In keeping with director Rohmer’s storytelling style, much
of the film is talk. Since the sexual affair between the lady
and the duke is long over, the best talk is about politics.
In these verbal clashes, the strident, unbending Grace defends
the nobles against the mob, while the charming, wily Duke
is more pragmatic in his views and more diplomatic in his
language.
With respect to the film’s innovations, Rohmer commissioned
a series of paintings, fashioned after engravings of the period,
to use as the backdrops for outdoor scenes. Actors and architecture
are digitally placed against these paintings, to startling
effect.
This works well when the scene features only a few actors,
making the picture seem like an engraving come to life. It
is less convincing in the few, but significant, large crowd
scenes. In both cases, however, the current limitations of
digital-video technology are as distracting as ever. Transferred
to 35mm film, the image quality is soft, and abrupt camera
movements are visually jarring. Natural light looks false,
and fire looks dreadful. With the movie clocking in at two
hours and 10 minutes, the digital wizardry grows tiresome.
As does the lead character. While Grace’s refusal to bend
her principles is admirable, and her personal courage inspiring,
her lack of any cogent royalist rationale makes her arguments
repetitious and dull. The story is based on the memoirs of
the real Grace Elliott, and has the rambling structure of
a filmed diary. While the characters have some interest, and
the visual experiments some merit, it might have been better
for moviegoers if the lady and the duke had never met.
—Shawn
Stone
Made
for TV
Hey
Arnold!
Directed
by Tuck Tucker
The alternative press and new urbanists should love Hey
Arnold! The story’s conflict centers around the efforts
of a multiethnic and motley assortment of neighbors, lead
by young Arnold (Spencer Klein) and his buddy Gerald (Jamil
Walker Smith), and their attempts to thwart a developer’s
plan to raze their rundown community to make way for a gentrified
supermall. This neighborhood isn’t anything we’re used to
seeing in kids’ flicks, which are usually populated by palatial,
well-furnished homes situated on densely verdant avenues:
Arnold and friends live in something more akin to the setting
of the old Bowery Boys movies, complete with that series’
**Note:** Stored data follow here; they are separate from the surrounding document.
//! SSH transport shared by the cloud backends
//!
//! Wraps the system `ssh` client. Files are written by piping their content
//! into `sudo tee` on the remote side, so no scp/sftp is needed on the node.

use crate::error::{FleetError, Result};
use crate::executor::{DEFAULT_PARALLEL_THREADS, collect_node_results, map_limit};
use crate::model::{GroupId, NodeNo};
use crate::provider::{FileStream, FileUpload, NodeOutput, RetryConfig, RunFailure};
use std::path::PathBuf;
use std::process::Stdio;
use tokio::io::{AsyncRead, AsyncWriteExt};
use tokio::process::Command;

/// ssh exits with 255 when the connection itself failed
const SSH_CONNECTION_ERROR: i32 = 255;

/// Quotes `s` for a POSIX shell
pub fn shell_escape(s: &str) -> String {
    format!("'{}'", s.replace('\'', "'\\''"))
}

/// One shell command line from an argument vector
pub fn remote_command(args: &[String]) -> String {
    args.iter()
        .map(|a| shell_escape(a))
        .collect::<Vec<_>>()
        .join(" ")
}

#[derive(Debug, Clone)]
pub struct SshTransport {
    pub user: String,
    pub key_path: Option<PathBuf>,
    pub port: u16,
    pub connect_timeout_secs: u32,
    pub retry: RetryConfig,
}

impl SshTransport {
    pub fn new(user: impl Into<String>) -> Self {
        Self {
            user: user.into(),
            key_path: None,
            port: 22,
            connect_timeout_secs: 10,
            retry: RetryConfig::default(),
        }
    }

    pub fn with_key(mut self, key_path: impl Into<PathBuf>) -> Self {
        self.key_path = Some(key_path.into());
        self
    }

    pub fn base_args(&self, host: &str, tty: bool) -> Vec<String> {
        let mut args = vec![
            "-o".to_string(),
            "StrictHostKeyChecking=no".to_string(),
            "-o".to_string(),
            "UserKnownHostsFile=/dev/null".to_string(),
            "-o".to_string(),
            "LogLevel=ERROR".to_string(),
            "-o".to_string(),
            format!("ConnectTimeout={}", self.connect_timeout_secs),
            "-p".to_string(),
            self.port.to_string(),
        ];
        if tty {
            args.push("-t".to_string());
        } else {
            args.push("-o".to_string());
            args.push("BatchMode=yes".to_string());
        }
        if let Some(key) = &self.key_path {
            args.push("-i".to_string());
            args.push(key.display().to_string());
        }
        args.push(format!("{}@{}", self.user, host));
        args
    }

    fn command(&self, host: &str, tty: bool, remote: &str) -> Command {
        let mut cmd = Command::new("ssh");
        cmd.args(self.base_args(host, tty)).arg(remote);
        cmd
    }

    /// Runs one remote command line, retrying while the connection fails.
    /// Returns stdout followed by stderr; a nonzero exit is an error.
    pub async fn exec(&self, host: &str, remote: &str) -> Result<Vec<u8>> {
        let mut attempt = 0;
        loop {
            tracing::debug!(host = %host, command = %remote, attempt, "ssh exec");
            let output = self
                .command(host, false, remote)
                .stdin(Stdio::null())
                .output()
                .await?;

            let mut combined = output.stdout;
            combined.extend_from_slice(&output.stderr);

            if output.status.success() {
                return Ok(combined);
            }
            let code = output.status.code();
            attempt += 1;
            if code == Some(SSH_CONNECTION_ERROR) && attempt < self.retry.max_attempts {
                let delay = self.retry.delay_for_attempt(attempt - 1);
                tracing::warn!(host = %host, attempt, delay_ms = delay.as_millis() as u64, "ssh connection failed, retrying");
                tokio::time::sleep(delay).await;
                continue;
            }
            return Err(FleetError::backend(
                "ssh",
                format!(
                    "{}@{}: exit code {}: {}",
                    self.user,
                    host,
                    code.unwrap_or(-1),
                    String::from_utf8_lossy(&combined).trim()
                ),
            ));
        }
    }

    /// Runs `args` on the host. Interactive sessions inherit the local
    /// terminal and return no output.
    pub async fn attach(&self, host: &str, args: &[String], interactive: bool) -> Result<Vec<u8>> {
        let remote = remote_command(args);
        if !interactive {
            return self.exec(host, &remote).await;
        }
        let status = self
            .command(host, true, &remote)
            .stdin(Stdio::inherit())
            .stdout(Stdio::inherit())
            .stderr(Stdio::inherit())
            .status()
            .await?;
        if !status.success() {
            return Err(FleetError::backend(
                "ssh",
                format!("session on {} ended with exit code {}", host, status.code().unwrap_or(-1)),
            ));
        }
        Ok(Vec::new())
    }

    pub async fn upload(&self, host: &str, file: &FileUpload) -> Result<()> {
        self.upload_reader(host, &file.path, file.mode, file.contents.as_slice())
            .await
    }

    /// Streams `reader` into `path` on the host
    pub async fn upload_reader<R>(&self, host: &str, path: &str, mode: u32, mut reader: R) -> Result<()>
    where
        R: AsyncRead + Unpin,
    {
        let remote = format!(
            "sudo mkdir -p \"$(dirname {path})\" && sudo tee {path} >/dev/null && sudo chmod {mode:o} {path}",
            path = shell_escape(path),
            mode = mode,
        );
        tracing::debug!(host = %host, path = %path, "ssh upload");
        let mut child = self
            .command(host, false, &remote)
            .stdin(Stdio::piped())
            .stdout(Stdio::null())
            .stderr(Stdio::piped())
            .spawn()?;

        if let Some(mut stdin) = child.stdin.take() {
            tokio::io::copy(&mut reader, &mut stdin).await?;
            stdin.shutdown().await?;
        }
        let output = child.wait_with_output().await?;
        if !output.status.success() {
            return Err(FleetError::backend(
                "ssh",
                format!(
                    "upload of {} to {} failed: {}",
                    path,
                    host,
                    String::from_utf8_lossy(&output.stderr).trim()
                ),
            ));
        }
        Ok(())
    }

    /// Reads `path` from the host; only stdout is returned
    pub async fn download(&self, host: &str, path: &str) -> Result<Vec<u8>> {
        let remote = format!("sudo cat {}", shell_escape(path));
        tracing::debug!(host = %host, path = %path, "ssh download");
        let output = self
            .command(host, false, &remote)
            .stdin(Stdio::null())
            .output()
            .await?;
        if !output.status.success() {
            return Err(FleetError::backend(
                "ssh",
                format!(
                    "download of {} from {} failed: {}",
                    path,
                    host,
                    String::from_utf8_lossy(&output.stderr).trim()
                ),
            ));
        }
        Ok(output.stdout)
    }
}

/// Writes every file to every host. All hosts are attempted; failures are
/// reported per node.
pub async fn upload_to_hosts(
    ssh: &SshTransport,
    group: &GroupId,
    files: &[FileUpload],
    hosts: &[(NodeNo, String)],
) -> Result<()> {
    let results = map_limit(hosts, DEFAULT_PARALLEL_THREADS, |(_, host)| async move {
        for file in files {
            ssh.upload(host, file).await?;
        }
        Ok::<(), FleetError>(())
    })
    .await;
    let nodes: Vec<NodeNo> = hosts.iter().map(|(node, _)| *node).collect();
    collect_node_results("copy", &group.to_string(), &nodes, results)?;
    Ok(())
}

/// Streams one file to each host in turn, rewinding between hosts
pub async fn stream_to_hosts(
    ssh: &SshTransport,
    group: &GroupId,
    stream: &mut FileStream,
    hosts: &[(NodeNo, String)],
) -> Result<()> {
    let (path, mode) = (stream.path.clone(), stream.mode);
    let mut results = Vec::with_capacity(hosts.len());
    for (_, host) in hosts {
        let result = match stream.rewind().await {
            Ok(reader) => ssh.upload_reader(host, &path, mode, reader).await,
            Err(e) => Err(e),
        };
        results.push(result);
    }
    let nodes: Vec<NodeNo> = hosts.iter().map(|(node, _)| *node).collect();
    collect_node_results("copy", &group.to_string(), &nodes, results)?;
    Ok(())
}

/// Runs `commands` node by node, stopping at the first failure. The failing
/// node's output so far is part of the returned failure.
pub async fn run_on_hosts(
    ssh: &SshTransport,
    group: &str,
    commands: &[Vec<String>],
    hosts: &[(NodeNo, String)],
) -> std::result::Result<Vec<NodeOutput>, RunFailure> {
    let mut outputs = Vec::with_capacity(hosts.len());
    for (node, host) in hosts {
        let mut output = Vec::new();
        for command in commands {
            match ssh.exec(host, &remote_command(command)).await {
                Ok(out) => output.extend_from_slice(&out),
                Err(e) => {
                    if let FleetError::Backend { message, .. } = &e {
                        output.extend_from_slice(message.as_bytes());
                    }
                    outputs.push(NodeOutput { node: *node, output });
                    return Err(RunFailure {
                        group: group.to_string(),
                        node: *node,
                        outputs,
                        source: e,
                    });
                }
            }
        }
        outputs.push(NodeOutput { node: *node, output });
    }
    Ok(outputs)
}

#[cfg(test)]
mod tests {
    use super::*;

    #[test]
    fn test_shell_escape() {
        assert_eq!(shell_escape("hello"), "'hello'");
        assert_eq!(shell_escape("it's"), "'it'\\''s'");
        assert_eq!(shell_escape("$(rm -rf /)"), "'$(rm -rf /)'");
    }

    #[test]
    fn test_remote_command_quotes_every_arg() {
        let args = vec!["echo".to_string(), "a b".to_string()];
        assert_eq!(remote_command(&args), "'echo' 'a b'");
    }

    #[test]
    fn test_base_args() {
        let ssh = SshTransport::new("ubuntu").with_key("/keys/fleet.pem");
        let args = ssh.base_args("192.0.2.1", false);
        assert_eq!(args.last().unwrap(), "ubuntu@192.0.2.1");
        assert!(args.contains(&"BatchMode=yes".to_string()));
        assert!(args.windows(2).any(|w| w[0] == "-i" && w[1] == "/keys/fleet.pem"));

        let tty = ssh.base_args("192.0.2.1", true);
        assert!(tty.contains(&"-t".to_string()));
        assert!(!tty.contains(&"BatchMode=yes".to_string()));
    }

    #[tokio::test]
    async fn test_upload_attempts_every_host() {
        let mut ssh = SshTransport::new("root");
        ssh.port = 1;
        ssh.connect_timeout_secs = 1;
        let group = GroupId::new(
            crate::model::GroupKind::Cluster,
            crate::model::GroupName::new("mydc").unwrap(),
        );
        let files = [FileUpload {
            path: "/etc/motd".to_string(),
            mode: 0o644,
            contents: b"hi".to_vec(),
        }];
        let hosts = [(1, "127.0.0.1".to_string()), (2, "127.0.0.1".to_string())];

        let err = upload_to_hosts(&ssh, &group, &files, &hosts).await.unwrap_err();
        match &err {
            FleetError::PartialFailure(failure) => {
                assert_eq!(failure.attempted, 2);
                assert_eq!(failure.failed_nodes(), vec![1, 2]);
            }
            other => panic!("unexpected error: {other}"),
        }
        assert!(err.to_string().contains("cluster 'mydc' node 2: "), "{}", err);
    }

    #[tokio::test]
    async fn test_run_on_no_hosts() {
        let ssh = SshTransport::new("root");
        let outputs = run_on_hosts(&ssh, "mydc", &[vec!["true".to_string()]], &[])
            .await
            .unwrap();
        assert!(outputs.is_empty());
    }
}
intense sense of camaraderie among society’s less fortunate.
But that’s not all: In the climactic scene, when Arnold, Gerald
and tart-tongued Helga (Francesca Marie Smith) hurry to stop
the developer’s wrecking ball, they do so via public transportation.
Politics aside, Hey Arnold! plays as an extended edition
of the popular Nickelodeon series on which it is based. Arnold,
he of the football-shaped head, is an incurable optimist,
whereas Gerald is more of a cynic. Helga, typical of young
girls, hides her infatuation with Arnold by taunting him at
every opportunity. In the movie, these dynamics are merely
played out against a more topical backdrop, thereby making
it more suitable for Arnold neophytes. However, this device
also deprives Arnold fans of some of the series’ more endearing
features, namely, its quirky characters. It’s a shame that
moviegoers don’t get more of aspiring butcher Harold and his
family and rabbi, bad-luck-prone Eugene, Stinky, or even Helga’s
somnolent mother, Miriam. What little we do get could be confusing
for newbies, like when Helga’s dad Big Bob (Maurice LaMarche)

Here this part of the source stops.